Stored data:
- - - -
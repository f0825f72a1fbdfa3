use anyhow::{Context, Result};
use serde::Serialize;
use symcat_core::db::Symbol;

use crate::commands::{open_catalog, print_json, CatalogArgs};
use crate::parse_address;

#[derive(Debug, Serialize)]
pub struct Resolution {
    pub image_uuid: String,
    pub address: u64,
    pub offset: u64,
    pub symbol: Symbol,
}

/// Resolve an address inside one image to its enclosing symbol.
pub fn resolve_command(args: &CatalogArgs, uuid: &str, address: &str, json: bool) -> Result<()> {
    let address = parse_address(address)?;
    let catalog = open_catalog(args)?;
    let symbol = catalog.resolve_symbol(uuid, address)?;

    let resolution = Resolution {
        image_uuid: uuid.to_string(),
        address,
        offset: address - symbol.start,
        symbol,
    };
    if json {
        return print_json(&resolution);
    }

    println!(
        "{:#x} => {}+{:#x} [{:#x}, {:#x})",
        resolution.address,
        resolution.symbol.name,
        resolution.offset,
        resolution.symbol.start,
        resolution.symbol.end
    );
    Ok(())
}

/// List an image's symbols by address.
pub fn symbols_command(args: &CatalogArgs, uuid: &str, json: bool) -> Result<()> {
    let catalog = open_catalog(args)?;
    let symbols = catalog.get_symbols_for_image(uuid)?;

    if json {
        return print_json(&symbols);
    }

    println!("Symbols for {}:", uuid);
    for symbol in symbols {
        println!("- {:#018x}..{:#018x} {}", symbol.start, symbol.end, symbol.name);
    }
    Ok(())
}

pub fn prune_symbols_command(args: &CatalogArgs) -> Result<()> {
    let catalog = open_catalog(args)?;
    let removed = catalog.prune_orphan_symbols().context("Failed to prune orphan symbols")?;
    println!("Pruned {} orphan symbol(s)", removed);
    Ok(())
}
- - - -
Exercise directions: Lines that hold "name" are the ones to copy, so pick each out from the data.

Task answer:
        resolution.symbol.name,
        println!("- {:#018x}..{:#018x} {}", symbol.start, symbol.end, symbol.name);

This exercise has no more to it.